Majeed Lashari (2017)
Majeed works in the area of Human Rights Law as a lecturer in the International Law Department at a Law School in Pakistan. He is also the QMUL Chevening Chapter Leader for Pakistan.
Why did you choose to study at QMUL?
I came to London, accompanied by my better half Atikah Lashari, in August 2016 on a Chevening Scholarship. Queen Mary is ranked number one in Law (The Guardian) and offered a plethora of specialisms to choose from, more than the other universities where I had been offered a place. I chose Public International Law (PIL) as it encompasses my learning strengths and interests. PIL is based on legally governing state relationships and world affairs/conflicts within the ambit of the UN Charter. As a discipline, it is the pinnacle of man-made macro laws and political efforts in resolving macro world issues.
Furthermore, studying at Queen Mary was most practical. The specialised Centre for Commercial Law Studies (CCLS) located at Holborn gives Queen Mary is a perfect location in central London. My housing was at Leinster Gardens (W26DP) with Queensway and Bayswater stations at arms-length on my high street, hence I could take the tube without switch overs even when I had to attend classes at the Mile End Campus. My university commute was straightforward and convenient and Hyde Park, Oxford Street, and W1 were all on our doorstep and within walking distance. Atikah and I explored the magnificence of life in central London as a young married couple and made memories that will last us a lifetime. This impeccable location factor makes studying at Queen Mary doubly attractive to Londoners.
What is your favourite memory of being a QMUL student?
The entirety of my experience at Queen Mary was special. Obtaining official permission with the help of Igor Gavran (International Business LLM, 2016), whereby Atikah was exceptionally allowed to attend QMSU’s 2017 Course Representative Education Awards held in the dazzling Drapers Hall in Central London was certainly very memorable. I was showered with accolades and praise that night and got to share the moment with my wife. On the other end of the spectrum, Queen Mary’s friends got together for a last farewell party at Mile End’s Drapers. That night was the most fun I remember having inside the university campus, exclusively with friends from the LLM batch. Even the journey back to Queensway with my best friend from Queen Mary, neighbour and fellow Londoner Nafsika Vasileiadou (Public International Law LLM, 2017) was eventful and full of laughter.
Did your CCLS experience contribute to your career?
Absolutely! Clarity of thought towards one’s goals is imperative. The degree was advantageous in cementing certain aspects of my career and work. I wanted to further establish myself as an educationist and columnist. The completion of my studies has enabled me to head the International Law Department at Pakistan’s most prestigious and well-known Law School - TILS (The Institute of Legal Studies – an affiliate of the University of London International LLB Programme). Since I returned to Pakistan after my LLM, my opinion and analysis pieces have been regularly published in leading Pakistani English newspapers like The Nation, Daily Times, and Express Tribune etc.

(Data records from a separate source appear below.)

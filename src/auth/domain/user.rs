//! User aggregate root.

use super::{Email, UserId};
use chrono::{DateTime, Utc};
use mockable::Clock;
use serde::{Deserialize, Serialize};

/// Registered user record.
///
/// The password hash is an opaque PHC string produced by the service layer;
/// the domain never inspects it and it is never serialised into API
/// responses.
#[derive(Debug, Clone, PartialEq, Eq, Serialize, Deserialize)]
pub struct User {
    id: UserId,
    email: Email,
    password_hash: String,
    created_at: DateTime<Utc>,
}

/// Parameter object for reconstructing a persisted user record.
#[derive(Debug, Clone, PartialEq, Eq)]
pub struct PersistedUserData {
    /// Persisted user identifier.
    pub id: UserId,
    /// Persisted email address.
    pub email: Email,
    /// Persisted password hash.
    pub password_hash: String,
    /// Persisted creation timestamp.
    pub created_at: DateTime<Utc>,
}

impl User {
    /// Creates a new user at registration time.
    #[must_use]
    pub fn new(email: Email, password_hash: String, clock: &dyn Clock) -> Self {
        Self {
            id: UserId::new(),
            email,
            password_hash,
            created_at: clock.utc(),
        }
    }

    /// Reconstructs a user from persisted storage.
    #[must_use]
    pub fn from_persisted(data: PersistedUserData) -> Self {
        Self {
            id: data.id,
            email: data.email,
            password_hash: data.password_hash,
            created_at: data.created_at,
        }
    }

    /// Returns the user identifier.
    #[must_use]
    pub const fn id(&self) -> UserId {
        self.id
    }

    /// Returns the email address.
    #[must_use]
    pub const fn email(&self) -> &Email {
        &self.email
    }

    /// Returns the stored password hash.
    #[must_use]
    pub fn password_hash(&self) -> &str {
        &self.password_hash
    }

    /// Returns the registration timestamp.
    #[must_use]
    pub const fn created_at(&self) -> DateTime<Utc> {
        self.created_at
    }
}
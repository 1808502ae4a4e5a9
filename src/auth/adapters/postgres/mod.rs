//! `PostgreSQL` adapters for user persistence.

mod models;
mod repository;
mod schema;

pub use repository::{AuthPgPool, PostgresUserRepository};
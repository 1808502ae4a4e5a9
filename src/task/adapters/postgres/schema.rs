//! Diesel schema for task persistence.

diesel::table! {
    /// Owner-scoped task records.
    tasks (id) {
        /// Internal task identifier.
        id -> Uuid,
        /// Owning user identifier.
        owner_id -> Uuid,
        /// Task title.
        #[max_length = 255]
        title -> Varchar,
        /// Task description.
        description -> Text,
        /// Task priority.
        #[max_length = 50]
        priority -> Varchar,
        /// Completion flag.
        completed -> Bool,
        /// Pending suggestion payload; NULL when no suggestion is pending.
        suggestion -> Nullable<Jsonb>,
        /// Creation timestamp.
        created_at -> Timestamptz,
        /// Last update timestamp.
        updated_at -> Timestamptz,
    }
}
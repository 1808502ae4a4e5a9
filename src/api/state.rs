//! Shared application state handed to every handler.

use crate::auth::services::AuthService;
use crate::task::services::TaskLifecycleService;
use std::sync::Arc;

/// Application dependencies threaded through the router.
///
/// Built once at startup from configuration; adapters are selected at the
/// composition root and hidden behind their ports here.
#[derive(Clone)]
pub struct AppState {
    /// Registration, login, and session token service.
    pub auth: Arc<AuthService>,
    /// Task lifecycle orchestration service.
    pub tasks: Arc<TaskLifecycleService>,
}

impl AppState {
    /// Creates the state container.
    #[must_use]
    pub const fn new(auth: Arc<AuthService>, tasks: Arc<TaskLifecycleService>) -> Self {
        Self { auth, tasks }
    }
}
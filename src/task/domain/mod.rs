//! Domain model for task lifecycle management.
//!
//! The task domain models owner-scoped task records and the pending
//! suggestion state machine while keeping all infrastructure concerns
//! outside of the domain boundary.

mod error;
mod ids;
mod priority;
mod suggestion;
mod task;

pub use error::{ParsePriorityError, TaskDomainError};
pub use ids::{TaskId, TaskTitle};
pub use priority::{Priority, PriorityAdvice};
pub use suggestion::{PendingSuggestion, SuggestionState};
pub use task::{PersistedTaskData, Task};
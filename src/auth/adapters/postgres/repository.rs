//! `PostgreSQL` repository implementation for user storage.

use super::{
    models::{NewUserRow, UserRow},
    schema::users,
};
use crate::auth::{
    domain::{Email, PersistedUserData, User, UserId},
    ports::{UserRepository, UserRepositoryError, UserRepositoryResult},
};
use async_trait::async_trait;
use diesel::pg::PgConnection;
use diesel::prelude::*;
use diesel::r2d2::{ConnectionManager, Pool};
use diesel::result::{DatabaseErrorKind, Error as DieselError};

/// `PostgreSQL` connection pool type used by auth adapters.
pub type AuthPgPool = Pool<ConnectionManager<PgConnection>>;

/// `PostgreSQL`-backed user repository.
#[derive(Debug, Clone)]
pub struct PostgresUserRepository {
    pool: AuthPgPool,
}

impl PostgresUserRepository {
    /// Creates a new repository from a `PostgreSQL` connection pool.
    #[must_use]
    pub const fn new(pool: AuthPgPool) -> Self {
        Self { pool }
    }

    async fn run_blocking<F, T>(&self, f: F) -> UserRepositoryResult<T>
    where
        F: FnOnce(&mut PgConnection) -> UserRepositoryResult<T> + Send + 'static,
        T: Send + 'static,
    {
        let pool = self.pool.clone();
        tokio::task::spawn_blocking(move || {
            let mut connection = pool.get().map_err(UserRepositoryError::persistence)?;
            f(&mut connection)
        })
        .await
        .map_err(UserRepositoryError::persistence)?
    }
}

#[async_trait]
impl UserRepository for PostgresUserRepository {
    async fn insert(&self, user: &User) -> UserRepositoryResult<()> {
        let email = user.email().clone();
        let new_row = NewUserRow {
            id: user.id().into_inner(),
            email: user.email().as_str().to_owned(),
            password_hash: user.password_hash().to_owned(),
            created_at: user.created_at(),
        };

        self.run_blocking(move |connection| {
            diesel::insert_into(users::table)
                .values(&new_row)
                .execute(connection)
                .map_err(|err| match err {
                    DieselError::DatabaseError(DatabaseErrorKind::UniqueViolation, _) => {
                        UserRepositoryError::DuplicateEmail(email.clone())
                    }
                    _ => UserRepositoryError::persistence(err),
                })?;
            Ok(())
        })
        .await
    }

    async fn find_by_email(&self, email: &Email) -> UserRepositoryResult<Option<User>> {
        let lookup = email.as_str().to_owned();
        self.run_blocking(move |connection| {
            let row = users::table
                .filter(users::email.eq(&lookup))
                .select(UserRow::as_select())
                .first::<UserRow>(connection)
                .optional()
                .map_err(UserRepositoryError::persistence)?;
            row.map(row_to_user).transpose()
        })
        .await
    }

    async fn find_by_id(&self, id: UserId) -> UserRepositoryResult<Option<User>> {
        self.run_blocking(move |connection| {
            let row = users::table
                .filter(users::id.eq(id.into_inner()))
                .select(UserRow::as_select())
                .first::<UserRow>(connection)
                .optional()
                .map_err(UserRepositoryError::persistence)?;
            row.map(row_to_user).transpose()
        })
        .await
    }
}

fn row_to_user(row: UserRow) -> UserRepositoryResult<User> {
    let email = Email::new(row.email).map_err(UserRepositoryError::persistence)?;
    Ok(User::from_persisted(PersistedUserData {
        id: UserId::from_uuid(row.id),
        email,
        password_hash: row.password_hash,
        created_at: row.created_at,
    }))
}
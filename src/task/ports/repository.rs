//! Repository port for owner-scoped task persistence and lookup.

use crate::auth::domain::UserId;
use crate::task::domain::{Task, TaskId};
use async_trait::async_trait;
use std::sync::Arc;
use thiserror::Error;

/// Result type for task repository operations.
pub type TaskRepositoryResult<T> = Result<T, TaskRepositoryError>;

/// Task persistence contract.
///
/// Every lookup and mutation is scoped to the owning user; implementations
/// must never surface a task to a caller that does not own it, and must not
/// distinguish "owned by someone else" from "does not exist".
#[async_trait]
pub trait TaskRepository: Send + Sync {
    /// Stores a new task.
    ///
    /// # Errors
    ///
    /// Returns [`TaskRepositoryError::DuplicateTask`] when the task ID
    /// already exists.
    async fn insert(&self, task: &Task) -> TaskRepositoryResult<()>;

    /// Persists the current state of an existing task.
    ///
    /// The write is scoped to the task's `(id, owner)` pair; last write
    /// wins under concurrent updates to the same task.
    ///
    /// # Errors
    ///
    /// Returns [`TaskRepositoryError::NotFound`] when no matching task
    /// exists for the owner.
    async fn update(&self, task: &Task) -> TaskRepositoryResult<()>;

    /// Finds a task by identifier, scoped to the owner.
    ///
    /// Returns `None` when no matching task exists for the owner.
    async fn find(&self, owner: UserId, id: TaskId) -> TaskRepositoryResult<Option<Task>>;

    /// Returns all tasks owned by the given user, oldest first.
    async fn list_by_owner(&self, owner: UserId) -> TaskRepositoryResult<Vec<Task>>;

    /// Permanently removes a task, scoped to the owner.
    ///
    /// # Errors
    ///
    /// Returns [`TaskRepositoryError::NotFound`] when no matching task
    /// exists for the owner.
    async fn delete(&self, owner: UserId, id: TaskId) -> TaskRepositoryResult<()>;
}

/// Errors returned by task repository implementations.
#[derive(Debug, Clone, Error)]
pub enum TaskRepositoryError {
    /// A task with the same identifier already exists.
    #[error("duplicate task identifier: {0}")]
    DuplicateTask(TaskId),

    /// No task matched the `(id, owner)` pair.
    #[error("task not found: {0}")]
    NotFound(TaskId),

    /// Persistence-layer failure.
    #[error("persistence error: {0}")]
    Persistence(Arc<dyn std::error::Error + Send + Sync>),
}

impl TaskRepositoryError {
    /// Wraps a persistence error.
    pub fn persistence(err: impl std::error::Error + Send + Sync + 'static) -> Self {
        Self::Persistence(Arc::new(err))
    }
}
//! API error types and conversions from service errors.
//!
//! Maps the service-layer taxonomy onto HTTP: validation failures become
//! 400s, missing or cross-owner records become indistinguishable 404s,
//! provider rate limiting surfaces as 429, and everything else collapses to
//! a generic 500 with details kept server-side in the logs.

use crate::auth::services::AuthError;
use crate::task::{
    domain::TaskDomainError,
    ports::SuggestionError,
    services::TaskLifecycleError,
};
use axum::Json;
use axum::http::StatusCode;
use axum::response::{IntoResponse, Response};
use serde::Serialize;

/// API error body serialised to JSON.
#[derive(Debug, Clone, PartialEq, Eq, Serialize)]
pub struct ApiError {
    /// Machine-readable error code.
    pub code: String,
    /// Human-readable error message.
    pub message: String,
}

impl ApiError {
    /// Creates a new error body.
    #[must_use]
    pub fn new(code: impl Into<String>, message: impl Into<String>) -> Self {
        Self {
            code: code.into(),
            message: message.into(),
        }
    }

    /// Creates a bad request error.
    #[must_use]
    pub fn bad_request(message: impl Into<String>) -> Self {
        Self::new("BAD_REQUEST", message)
    }

    /// Creates a not found error.
    #[must_use]
    pub fn not_found(message: impl Into<String>) -> Self {
        Self::new("NOT_FOUND", message)
    }

    /// Creates an unauthorized error.
    #[must_use]
    pub fn unauthorized(message: impl Into<String>) -> Self {
        Self::new("UNAUTHORIZED", message)
    }

    /// Creates an internal server error.
    #[must_use]
    pub fn internal_error(message: impl Into<String>) -> Self {
        Self::new("INTERNAL_ERROR", message)
    }
}

/// Response wrapper pairing an HTTP status with an [`ApiError`] body.
#[derive(Debug, Clone)]
pub struct ApiErrorResponse {
    /// HTTP status code.
    pub status: StatusCode,
    /// Error body.
    pub error: ApiError,
}

impl ApiErrorResponse {
    /// Creates a new error response.
    #[must_use]
    pub const fn new(status: StatusCode, error: ApiError) -> Self {
        Self { status, error }
    }

    /// Convenience constructor for 400 responses.
    #[must_use]
    pub fn bad_request(message: impl Into<String>) -> Self {
        Self::new(StatusCode::BAD_REQUEST, ApiError::bad_request(message))
    }

    /// Convenience constructor for 401 responses.
    #[must_use]
    pub fn unauthorized(message: impl Into<String>) -> Self {
        Self::new(StatusCode::UNAUTHORIZED, ApiError::unauthorized(message))
    }

    /// Convenience constructor for 404 responses.
    #[must_use]
    pub fn not_found(message: impl Into<String>) -> Self {
        Self::new(StatusCode::NOT_FOUND, ApiError::not_found(message))
    }

    /// Convenience constructor for generic 500 responses.
    #[must_use]
    pub fn internal_error(message: impl Into<String>) -> Self {
        Self::new(
            StatusCode::INTERNAL_SERVER_ERROR,
            ApiError::internal_error(message),
        )
    }
}

impl IntoResponse for ApiErrorResponse {
    fn into_response(self) -> Response {
        (self.status, Json(self.error)).into_response()
    }
}

impl From<TaskLifecycleError> for ApiErrorResponse {
    fn from(err: TaskLifecycleError) -> Self {
        match err {
            TaskLifecycleError::NotFound => Self::not_found("task not found"),
            TaskLifecycleError::Domain(TaskDomainError::EmptyTitle) => {
                Self::bad_request("title is required")
            }
            TaskLifecycleError::Domain(TaskDomainError::NoPendingSuggestion(_)) => {
                Self::not_found("no pending suggestion")
            }
            TaskLifecycleError::Suggestion(SuggestionError::RateLimited) => Self::new(
                StatusCode::TOO_MANY_REQUESTS,
                ApiError::new("RATE_LIMITED", "AI quota exceeded, try again later"),
            ),
            TaskLifecycleError::Suggestion(SuggestionError::Provider(detail)) => {
                tracing::error!("suggestion request failed: {detail}");
                Self::internal_error("AI improvement failed")
            }
            TaskLifecycleError::Repository(err) => {
                tracing::error!("task repository failure: {err}");
                Self::internal_error("internal server error")
            }
        }
    }
}

impl From<AuthError> for ApiErrorResponse {
    fn from(err: AuthError) -> Self {
        match err {
            AuthError::Domain(_) => Self::bad_request("invalid email address"),
            AuthError::EmptyPassword => Self::bad_request("email and password are required"),
            AuthError::EmailTaken => Self::bad_request("user already exists"),
            AuthError::InvalidCredentials => Self::bad_request("invalid credentials"),
            AuthError::InvalidToken => Self::unauthorized("invalid or expired token"),
            AuthError::Hashing(detail) | AuthError::TokenEncoding(detail) => {
                tracing::error!("auth infrastructure failure: {detail}");
                Self::internal_error("internal server error")
            }
            AuthError::Repository(err) => {
                tracing::error!("user repository failure: {err}");
                Self::internal_error("internal server error")
            }
        }
    }
}
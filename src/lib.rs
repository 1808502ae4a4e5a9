//! Taskwise: personal task tracking with AI-assisted rewrites.
//!
//! This crate provides a small web service where users register, log in,
//! and manage a private list of tasks. A task's description can be rewritten
//! by an external generative-text provider; the resulting suggestion sits in
//! a pending slot until the owner accepts it or undoes it.
//!
//! # Architecture
//!
//! Taskwise follows hexagonal architecture principles:
//!
//! - **Domain**: Pure business logic with no infrastructure dependencies
//! - **Ports**: Abstract trait interfaces for external interactions
//! - **Adapters**: Concrete implementations of ports (database, provider APIs)
//!
//! # Modules
//!
//! - [`auth`]: User identity, credential verification, and session tokens
//! - [`task`]: Owner-scoped task records and the suggestion state machine
//! - [`api`]: The axum HTTP surface consumed by the browser client
//! - [`config`]: Environment-backed configuration loaded once at startup

pub mod api;
pub mod auth;
pub mod config;
pub mod task;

The learning environment at Queen Mary was a treat due to the diversity of students in the classroom. Multiculturalism and pluralism were cornerstones to discussion, enhancement of thought and critique in the classroom, especially the International Criminal Law and pure Public International Law (use of force) classes that were taught by Professor Phoebe Okowa. She steered the discourse in such a manner that we all argued and learnt as friends and not foes.
What is your current role and place of work?
I work as a Lecturer for International Law. I also teach public (constitutional) law at TILS. So, apart from the three hours I take out on Tuesdays and Thursdays to fulfil my passion for lecturing, you can either find me arguing a case in court or at the Firm’s office from 8am till 5pm Monday to Saturday. I also take up pro-bono human rights cases and use my network to further the causes and the voices of the downtrodden (as much as I possibly can) via the media. Writing is a form of expression; issues are uncountable in my beloved country and a problem solver needs an outlet to discuss ideas and solutions, therefore my work ethic entails researching for and jotting down articles in the evenings.